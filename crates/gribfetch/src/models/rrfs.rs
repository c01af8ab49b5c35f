//! Rapid Refresh Forecast System ensemble template. Requires a
//! numbered `member`.

use super::{
    normalize_product, owned_pairs, remote_basename, IdxDialect, ModelTemplate, Template,
};
use crate::error::{FetchError, Result};
use crate::request::{Member, Request};

pub struct Rrfs;

impl ModelTemplate for Rrfs {
    fn model_id(&self) -> &str {
        "rrfs"
    }

    fn build(&self, req: &mut Request) -> Result<Template> {
        let products = [("conus", "CONUS 3-km resolution")];
        normalize_product(req, &products)?;

        let member = match req.member {
            Some(Member::Perturbation(n)) => n,
            Some(_) => {
                return Err(FetchError::InvalidRequest(
                    "RRFS member must be a member number".to_string(),
                ))
            }
            None => {
                return Err(FetchError::MissingField {
                    model: req.model.clone(),
                    field: "member".to_string(),
                })
            }
        };

        let date = req.init_time.format("%Y%m%d");
        let hour = req.init_time.format("%H");
        let sources = vec![(
            "aws".to_string(),
            format!(
                "https://noaa-rrfs-pds.s3.amazonaws.com/rrfs.{date}/{hour}/mem{member:02}/rrfs.t{hour}z.conusf{:03}.grib2",
                req.lead
            ),
        )];

        Ok(Template {
            description: "Rapid Refresh Forecast System (RRFS) Ensemble".to_string(),
            details: owned_pairs(&[(
                "aws",
                "https://registry.opendata.aws/noaa-rrfs/",
            )]),
            products: owned_pairs(&products),
            // Basename alone is ambiguous across members.
            local_filename: format!("mem{member:02}_{}", remote_basename(&sources[0].1)),
            sources,
            idx_suffixes: vec![".idx".to_string(), ".grib2.idx".to_string()],
            idx_dialect: IdxDialect::Wgrib2,
        })
    }
}
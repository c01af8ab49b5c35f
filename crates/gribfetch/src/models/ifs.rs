//! ECMWF Open Data templates (IFS and AIFS).
//!
//! Index files here are eccodes-style line-delimited JSON with an
//! `.index` suffix. The open-data layout changed on 2024-02-28 06Z when
//! the resolution moved from 0.4 to 0.25 degrees and an `ifs/` segment
//! was added to the path.

use chrono::{TimeZone, Utc};

use super::{
    normalize_product, owned_pairs, remote_basename, IdxDialect, ModelTemplate, Template,
};
use crate::error::Result;
use crate::request::Request;

pub struct Ifs;

impl ModelTemplate for Ifs {
    fn model_id(&self) -> &str {
        "ifs"
    }

    fn build(&self, req: &mut Request) -> Result<Template> {
        let products = [
            ("oper", "operational high-resolution forecast, atmospheric fields"),
            ("enfo", "ensemble forecast, atmospheric fields"),
            ("wave", "wave forecasts"),
            ("waef", "ensemble forecast, ocean wave fields"),
            ("scda", "short cut-off high-resolution forecast, atmospheric fields"),
            ("scwv", "short cut-off high-resolution forecast, ocean wave fields"),
        ];
        let product = normalize_product(req, &products)?;

        // 0.4-degree grids predate the 2024-02 upgrade unless the user
        // pins a resolution explicitly.
        let resolution = match req.extras.get("resolution") {
            Some(r) => r.clone(),
            None => {
                if req.init_time < Utc.with_ymd_and_hms(2024, 2, 1, 0, 0, 0).unwrap() {
                    "0p4-beta".to_string()
                } else {
                    "0p25".to_string()
                }
            }
        };

        let suffix = if matches!(product.as_str(), "enfo" | "waef") {
            "ef"
        } else {
            "fc"
        };

        let file = format!(
            "{}-{}h-{product}-{suffix}.grib2",
            req.init_time.format("%Y%m%d%H%M%S"),
            req.lead
        );
        let cutover = Utc.with_ymd_and_hms(2024, 2, 28, 6, 0, 0).unwrap();
        let post_root = if req.init_time < cutover {
            format!(
                "{}/{resolution}/{product}/{file}",
                req.init_time.format("%Y%m%d/%Hz")
            )
        } else {
            format!(
                "{}/ifs/{resolution}/{product}/{file}",
                req.init_time.format("%Y%m%d/%Hz")
            )
        };

        let sources = vec![
            (
                "azure".to_string(),
                format!("https://ai4edataeuwest.blob.core.windows.net/ecmwf/{post_root}"),
            ),
            (
                "aws".to_string(),
                format!("https://ecmwf-forecasts.s3.eu-central-1.amazonaws.com/{post_root}"),
            ),
            (
                "ecmwf".to_string(),
                format!("https://data.ecmwf.int/forecasts/{post_root}"),
            ),
        ];

        Ok(Template {
            description: "ECMWF Open Data - Integrated Forecast System".to_string(),
            details: owned_pairs(&[(
                "ECMWF",
                "https://confluence.ecmwf.int/display/DAC/ECMWF+open+data",
            )]),
            products: owned_pairs(&products),
            local_filename: remote_basename(&sources[0].1),
            sources,
            idx_suffixes: vec![".index".to_string()],
            idx_dialect: IdxDialect::Eccodes,
        })
    }
}

pub struct Aifs;

impl ModelTemplate for Aifs {
    fn model_id(&self) -> &str {
        "aifs"
    }

    fn build(&self, req: &mut Request) -> Result<Template> {
        let products = [(
            "oper",
            "operational high-resolution forecast, atmospheric fields",
        )];
        let product = normalize_product(req, &products)?;

        let file = format!(
            "{}-{}h-{product}-fc.grib2",
            req.init_time.format("%Y%m%d%H%M%S"),
            req.lead
        );

        // The AI forecast became operational 2025-02-25 06Z, renaming
        // the path segment from aifs to aifs-single.
        let operational = Utc.with_ymd_and_hms(2025, 2, 25, 6, 0, 0).unwrap();
        let segment = if req.init_time >= operational {
            "aifs-single"
        } else {
            "aifs"
        };
        let post_root = format!(
            "{}/{segment}/0p25/{product}/{file}",
            req.init_time.format("%Y%m%d/%Hz")
        );

        let sources = vec![
            (
                "aws".to_string(),
                format!("https://ecmwf-forecasts.s3.eu-central-1.amazonaws.com/{post_root}"),
            ),
            (
                "ecmwf".to_string(),
                format!("https://data.ecmwf.int/forecasts/{post_root}"),
            ),
            (
                "azure".to_string(),
                format!("https://ai4edataeuwest.blob.core.windows.net/ecmwf/{post_root}"),
            ),
        ];

        Ok(Template {
            description: "ECMWF Open Data - AI Integrated Forecast System".to_string(),
            details: owned_pairs(&[(
                "ECMWF",
                "https://confluence.ecmwf.int/display/DAC/ECMWF+open+data",
            )]),
            products: owned_pairs(&products),
            local_filename: remote_basename(&sources[0].1),
            sources,
            idx_suffixes: vec![".index".to_string()],
            idx_dialect: IdxDialect::Eccodes,
        })
    }
}
//! Locate, inventory, and subset NWP GRIB2 files across archive
//! mirrors.
//!
//! Given a model, a cycle, and a lead time, the engine finds the GRIB2
//! file on a prioritized set of mirrors, reads the companion index file
//! to learn per-message byte ranges, and downloads either the whole
//! file or just the messages matching a search regex, caching results
//! on disk.
//!
//! ```no_run
//! use gribfetch::{Fetcher, Request};
//! use chrono::{TimeZone, Utc};
//!
//! # async fn demo() -> gribfetch::Result<()> {
//! let fetcher = Fetcher::new()?;
//! let req = Request::builder("hrrr")
//!     .product("sfc")
//!     .init_time(Utc.with_ymd_and_hms(2023, 1, 1, 6, 0, 0).unwrap())
//!     .build()?;
//!
//! let inventory = fetcher.inventory(&req, Some(":TMP:2 m")).await?;
//! let path = fetcher.download(&req, Some(":TMP:2 m")).await?;
//! # Ok(())
//! # }
//! ```

pub mod bulk;
pub mod config;
pub mod error;
pub mod fetcher;
pub mod help;
pub mod inventory;
pub mod models;
pub mod paths;
pub mod probe;
pub mod request;
pub mod resolver;
pub mod subset;
pub mod wgrib2;

pub use config::AppConfig;
pub use error::{FetchError, Result};
pub use fetcher::{ErrorPolicy, Fetcher};
pub use inventory::{Inventory, InventoryRecord, MessageAttrs};
pub use models::{Evaluated, IdxDialect, Registry, Template};
pub use request::{parse_lead, Member, Request, RequestBuilder};
pub use resolver::{Location, Resolved};
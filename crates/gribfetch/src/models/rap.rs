//! Rapid Refresh template (NOMADS and Big Data Program archives).

use super::{
    default_idx_suffixes, normalize_product, owned_pairs, remote_basename, IdxDialect,
    ModelTemplate, Template,
};
use crate::error::Result;
use crate::request::Request;

pub struct Rap;

impl ModelTemplate for Rap {
    fn model_id(&self) -> &str {
        "rap"
    }

    fn build(&self, req: &mut Request) -> Result<Template> {
        let products = [
            ("awp130pgrb", "CONUS Pressure levels; 13-km resolution"),
            ("awp252pgrb", "CONUS Pressure levels; 20-km resolution"),
            ("awp236pgrb", "CONUS Pressure levels; 40-km resolution"),
            ("awp130bgrb", "CONUS Native levels; 13-km resolution"),
            ("awp252bgrb", "CONUS Native levels; 20-km resolution"),
            ("wrfprs", "Full domain Pressure Levels; 13-km"),
            ("wrfnat", "Full domain Native Levels; 13-km"),
            ("awip32", "North American Master Grid; 32-km resolution"),
        ];
        let product = normalize_product(req, &products)?;

        let date = req.init_time.format("%Y%m%d");
        let hour = req.init_time.format("%H");
        let post_root = format!("rap.{date}/rap.t{hour}z.{product}f{:02}.grib2", req.lead);

        let sources = vec![
            (
                "aws".to_string(),
                format!("https://noaa-rap-pds.s3.amazonaws.com/{post_root}"),
            ),
            (
                "nomads".to_string(),
                format!("https://nomads.ncep.noaa.gov/pub/data/nccf/com/rap/prod/{post_root}"),
            ),
            (
                "google".to_string(),
                format!("https://storage.googleapis.com/rapid-refresh/{post_root}"),
            ),
            (
                "azure".to_string(),
                format!("https://noaarap.blob.core.windows.net/rap/{post_root}"),
            ),
        ];

        Ok(Template {
            description: "Rapid Refresh (RAP) from NOMADS and Big Data Program".to_string(),
            details: owned_pairs(&[(
                "nomads product description",
                "https://www.nco.ncep.noaa.gov/pmb/products/rap",
            )]),
            products: owned_pairs(&products),
            local_filename: remote_basename(&sources[0].1),
            sources,
            idx_suffixes: default_idx_suffixes(),
            idx_dialect: IdxDialect::Wgrib2,
        })
    }
}
//! Command-line shell for the gribfetch acquisition engine.
//!
//! Subcommands mirror the library surface: `data` prints the resolved
//! GRIB URL, `index` the resolved index URL, `inventory` the filtered
//! message table, and `download` fetches the full file or a subset.

use std::path::PathBuf;

use anyhow::{anyhow, Context, Result};
use chrono::{DateTime, NaiveDate, NaiveDateTime, TimeZone, Utc};
use clap::{Args, Parser, Subcommand};
use tracing::Level;
use tracing_subscriber::FmtSubscriber;

use gribfetch::inventory::Inventory;
use gribfetch::{parse_lead, AppConfig, Fetcher, Member, Request};

#[derive(Parser, Debug)]
#[command(name = "gribfetch")]
#[command(about = "Find and download NWP GRIB2 files from archive mirrors")]
struct Cli {
    #[command(subcommand)]
    command: Command,

    /// Verbose output (-v for debug, -vv for trace)
    #[arg(short, long, global = true, action = clap::ArgAction::Count)]
    verbose: u8,

    /// Configuration file (default: ~/.config/gribfetch/config.yaml)
    #[arg(long, global = true, env = "GRIBFETCH_CONFIG")]
    config: Option<PathBuf>,
}

#[derive(Args, Debug)]
struct RequestArgs {
    /// Model initialization datetime (e.g. 2023-01-01T06:00)
    #[arg(short, long)]
    date: Option<String>,

    /// Forecast valid datetime; an alternative to --date
    #[arg(long, conflicts_with = "date")]
    valid_date: Option<String>,

    /// Model name (hrrr, gfs, ifs, nam, rap, nbm, gefs, ...)
    #[arg(short, long)]
    model: Option<String>,

    /// Product stream (model-specific; defaults to the template's first)
    #[arg(short, long)]
    product: Option<String>,

    /// Forecast lead time in hours (or a duration like "6h")
    #[arg(short = 'f', long)]
    fxx: Option<String>,

    /// Source priority order, comma separated (e.g. aws,nomads)
    #[arg(long, value_delimiter = ',')]
    priority: Option<Vec<String>>,

    /// Directory for downloaded files
    #[arg(long)]
    save_dir: Option<PathBuf>,

    /// Ensemble member (c00, avg, spr, or a number)
    #[arg(long)]
    member: Option<String>,

    /// Storm identifier for hurricane models (e.g. 11e)
    #[arg(long)]
    storm_id: Option<String>,

    /// Ignore existing local files
    #[arg(long)]
    overwrite: bool,
}

#[derive(Subcommand, Debug)]
enum Command {
    /// Print the resolved GRIB2 URL or path
    Data {
        #[command(flatten)]
        request: RequestArgs,
    },
    /// Print the resolved index URL or path
    Index {
        #[command(flatten)]
        request: RequestArgs,
    },
    /// Print the (optionally filtered) inventory table
    Inventory {
        #[command(flatten)]
        request: RequestArgs,

        /// Search regex over the inventory (e.g. ":TMP:2 m")
        #[arg(short, long)]
        subset: Option<String>,
    },
    /// Download the full file or a regex-selected subset
    Download {
        #[command(flatten)]
        request: RequestArgs,

        /// Search regex over the inventory (e.g. ":TMP:2 m")
        #[arg(short, long)]
        subset: Option<String>,
    },
}

/// Accept the datetime spellings people actually type.
fn parse_datetime(s: &str) -> Result<DateTime<Utc>> {
    if let Ok(dt) = DateTime::parse_from_rfc3339(s) {
        return Ok(dt.with_timezone(&Utc));
    }
    for format in ["%Y-%m-%dT%H:%M", "%Y-%m-%d %H:%M"] {
        if let Ok(naive) = NaiveDateTime::parse_from_str(s, format) {
            return Ok(Utc.from_utc_datetime(&naive));
        }
    }
    // Compact cycle form, e.g. 2023010106.
    if s.len() == 10 && s.chars().all(|c| c.is_ascii_digit()) {
        if let (Ok(date), Ok(hour)) = (
            NaiveDate::parse_from_str(&s[..8], "%Y%m%d"),
            s[8..].parse::<u32>(),
        ) {
            if let Some(naive) = date.and_hms_opt(hour, 0, 0) {
                return Ok(Utc.from_utc_datetime(&naive));
            }
        }
    }
    if let Ok(date) = NaiveDate::parse_from_str(s, "%Y-%m-%d") {
        return Ok(Utc.from_utc_datetime(&date.and_hms_opt(0, 0, 0).unwrap()));
    }
    Err(anyhow!("cannot parse datetime {s:?}"))
}

fn build_request(args: &RequestArgs, config: &AppConfig) -> Result<Request> {
    let model = args.model.clone().unwrap_or_else(|| config.model.clone());
    let mut builder = Request::builder(model);

    if let Some(date) = &args.date {
        builder = builder.init_time(parse_datetime(date)?);
    } else if let Some(valid) = &args.valid_date {
        builder = builder.valid_time(parse_datetime(valid)?);
    } else {
        return Err(anyhow!("either --date or --valid-date is required"));
    }

    let lead = match &args.fxx {
        Some(fxx) => parse_lead(fxx)?,
        None => config.fxx,
    };
    builder = builder.lead(lead);

    if let Some(product) = args.product.clone().or_else(|| config.product.clone()) {
        builder = builder.product(product);
    }
    if let Some(priority) = args.priority.clone().or_else(|| config.priority.clone()) {
        builder = builder.priority(priority);
    }
    builder = builder.save_dir(
        args.save_dir
            .clone()
            .unwrap_or_else(|| config.save_dir.clone()),
    );
    if let Some(member) = &args.member {
        builder = builder.member(Member::parse(member)?);
    }
    if let Some(storm_id) = &args.storm_id {
        builder = builder.extra("storm_id", storm_id);
    }
    builder = builder.overwrite(args.overwrite || config.overwrite);

    Ok(builder.build()?)
}

fn print_inventory(inventory: &Inventory) {
    println!(
        "{:>4}  {:>12}  {:>12}  {:<16}  {:<16}  search",
        "msg", "start", "end", "reference", "valid"
    );
    for record in &inventory.records {
        let end = record
            .end_byte
            .map(|e| e.to_string())
            .unwrap_or_else(|| "-".to_string());
        println!(
            "{:>4}  {:>12}  {:>12}  {:<16}  {:<16}  {}",
            record.message,
            record.start_byte,
            end,
            record.reference_time.format("%Y-%m-%d %H:%M"),
            record.valid_time.format("%Y-%m-%d %H:%M"),
            record.search_key,
        );
    }
}

#[tokio::main]
async fn main() -> Result<()> {
    dotenvy::dotenv().ok();
    let cli = Cli::parse();

    let config = match &cli.config {
        Some(path) => AppConfig::load(path)
            .with_context(|| format!("loading config from {}", path.display()))?,
        None => AppConfig::load_or_init().context("loading configuration")?,
    };

    let level = match cli.verbose {
        0 if config.verbose => Level::INFO,
        0 => Level::WARN,
        1 => Level::DEBUG,
        _ => Level::TRACE,
    };
    let subscriber = FmtSubscriber::builder()
        .with_max_level(level)
        .with_target(false)
        .with_writer(std::io::stderr)
        .finish();
    tracing::subscriber::set_global_default(subscriber)?;

    let fetcher = Fetcher::with_config(config.clone()).context("building fetcher")?;

    match &cli.command {
        Command::Data { request } => {
            let req = build_request(request, &config)?;
            let resolved = fetcher.resolve(&req).await?;
            match resolved.grib {
                Some(location) => println!("{location}"),
                None => return Err(anyhow!("no GRIB found for {}", req.ident())),
            }
        }
        Command::Index { request } => {
            let req = build_request(request, &config)?;
            let resolved = fetcher.resolve(&req).await?;
            match resolved.idx {
                Some(location) => println!("{location}"),
                None => return Err(anyhow!("no index found for {}", req.ident())),
            }
        }
        Command::Inventory { request, subset } => {
            let req = build_request(request, &config)?;
            let inventory = fetcher.inventory(&req, subset.as_deref()).await?;
            print_inventory(&inventory);
        }
        Command::Download { request, subset } => {
            let req = build_request(request, &config)?;
            let path = fetcher.download(&req, subset.as_deref()).await?;
            println!("{}", path.display());
        }
    }

    Ok(())
}
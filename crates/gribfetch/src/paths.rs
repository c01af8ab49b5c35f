//! Local cache layout and deterministic subset naming.
//!
//! Full files land at `save_dir/model/YYYYMMDD/<local_filename>`.
//! Subsets prefix the basename with `subset_<h1><h2><h3>__`, where the
//! three short BLAKE2b digests cover the initialization timestamp, the
//! lead time, and the selected message numbers. Short digests keep the
//! name bounded no matter how many messages are selected while still
//! sorting by date then lead.

use std::path::{Path, PathBuf};

use blake2::digest::{Update, VariableOutput};
use blake2::Blake2bVar;

use crate::models::Evaluated;

/// Hex digest of `input`, truncated to `size` bytes (1..=64).
fn short_digest(input: &str, size: usize) -> String {
    let mut hasher = Blake2bVar::new(size).expect("digest size in 1..=64");
    hasher.update(input.as_bytes());
    let mut buf = [0u8; 64];
    hasher
        .finalize_variable(&mut buf[..size])
        .expect("buffer sized to digest");
    buf[..size].iter().map(|b| format!("{b:02x}")).collect()
}

/// Directory holding every file of one model cycle.
pub fn cycle_dir(eval: &Evaluated) -> PathBuf {
    eval.request
        .save_dir
        .join(&eval.request.model)
        .join(eval.request.init_time.format("%Y%m%d").to_string())
}

/// Expected local path of the full GRIB2 file.
///
/// When the template carries a `local*` source whose path exists on
/// disk, that path supersedes the cache-layout default.
pub fn local_file_path(eval: &Evaluated) -> PathBuf {
    for (name, url) in &eval.template.sources {
        if name.starts_with("local") {
            let path = PathBuf::from(url);
            if path.exists() {
                return path;
            }
        }
    }
    cycle_dir(eval).join(&eval.template.local_filename)
}

/// Local path for a subset selecting the given message numbers.
pub fn local_subset_path(eval: &Evaluated, messages: &[u32]) -> PathBuf {
    let full = local_file_path(eval);
    let base = full
        .file_name()
        .map(|n| n.to_string_lossy().to_string())
        .unwrap_or_else(|| eval.template.local_filename.clone());
    let name = subset_file_name(eval, messages, &base);
    full.with_file_name(name)
}

/// The `subset_<h1><h2><h3>__<base>` file name.
pub fn subset_file_name(eval: &Evaluated, messages: &[u32], base: &str) -> String {
    let date = eval.request.init_time.format("%Y%m%d%H%M").to_string();
    let lead = eval.request.lead.to_string();
    let joined = messages
        .iter()
        .map(|m| m.to_string())
        .collect::<Vec<_>>()
        .join("-");

    // 8, 8, and 16 bits respectively. Collisions are possible in
    // principle; the prefix only disambiguates files within one cycle
    // directory, so the short digests are accepted.
    let hash_date = short_digest(&date, 1);
    let hash_lead = short_digest(&lead, 1);
    let hash_label = short_digest(&joined, 2);

    format!("subset_{hash_date}{hash_lead}{hash_label}__{base}")
}

/// Where a fetched index file is persisted, next to the local GRIB.
pub fn local_index_path(local_grib: &Path, idx_name: &str) -> PathBuf {
    local_grib.with_file_name(idx_name)
}

#[cfg(test)]
mod tests {
    use super::*;
    use crate::models::Registry;
    use crate::request::Request;
    use chrono::{TimeZone, Utc};

    fn eval(lead: u32) -> Evaluated {
        let req = Request::builder("hrrr")
            .product("sfc")
            .init_time(Utc.with_ymd_and_hms(2023, 1, 1, 6, 0, 0).unwrap())
            .lead(lead)
            .save_dir("/cache")
            .build()
            .unwrap();
        Registry::new().evaluate(&req).unwrap()
    }

    #[test]
    fn full_path_layout() {
        assert_eq!(
            local_file_path(&eval(0)),
            PathBuf::from("/cache/hrrr/20230101/hrrr.t06z.wrfsfcf00.grib2")
        );
    }

    #[test]
    fn local_path_is_pure() {
        assert_eq!(local_file_path(&eval(6)), local_file_path(&eval(6)));
    }

    #[test]
    fn subset_name_shape() {
        let name = subset_file_name(&eval(0), &[3, 4, 5], "hrrr.t06z.wrfsfcf00.grib2");
        assert!(name.starts_with("subset_"));
        assert!(name.ends_with("__hrrr.t06z.wrfsfcf00.grib2"));
        // 1 + 1 + 2 digest bytes -> 8 hex characters.
        let hex = &name["subset_".len()..name.find("__").unwrap()];
        assert_eq!(hex.len(), 8);
        assert!(hex.chars().all(|c| c.is_ascii_hexdigit()));
    }

    #[test]
    fn subset_name_is_pure_in_selected_messages() {
        let a = subset_file_name(&eval(0), &[3, 4], "f.grib2");
        let b = subset_file_name(&eval(0), &[3, 4], "f.grib2");
        assert_eq!(a, b);
    }

    #[test]
    fn same_date_shares_date_hash_across_leads() {
        let a = subset_file_name(&eval(0), &[1], "f.grib2");
        let b = subset_file_name(&eval(6), &[1], "f.grib2");
        // First digest byte covers the init timestamp only.
        assert_eq!(a[7..9], b[7..9]);
    }

    #[test]
    fn subset_path_lands_next_to_full_file() {
        let path = local_subset_path(&eval(0), &[1, 2]);
        assert_eq!(path.parent(), Some(Path::new("/cache/hrrr/20230101")));
        assert!(path
            .file_name()
            .unwrap()
            .to_string_lossy()
            .ends_with("__hrrr.t06z.wrfsfcf00.grib2"));
    }
}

### Task objective
Could you repeat exactly the lines in the listing above from the one with "2025-02-25 06Z, renaming" down to the one with "let segment = if"? Include both of those lines.

### Response to this task
        // The AI forecast became operational 2025-02-25 06Z, renaming
        // the path segment from aifs to aifs-single.
        let operational = Utc.with_ymd_and_hms(2025, 2, 25, 6, 0, 0).unwrap();
        let segment = if req.init_time >= operational {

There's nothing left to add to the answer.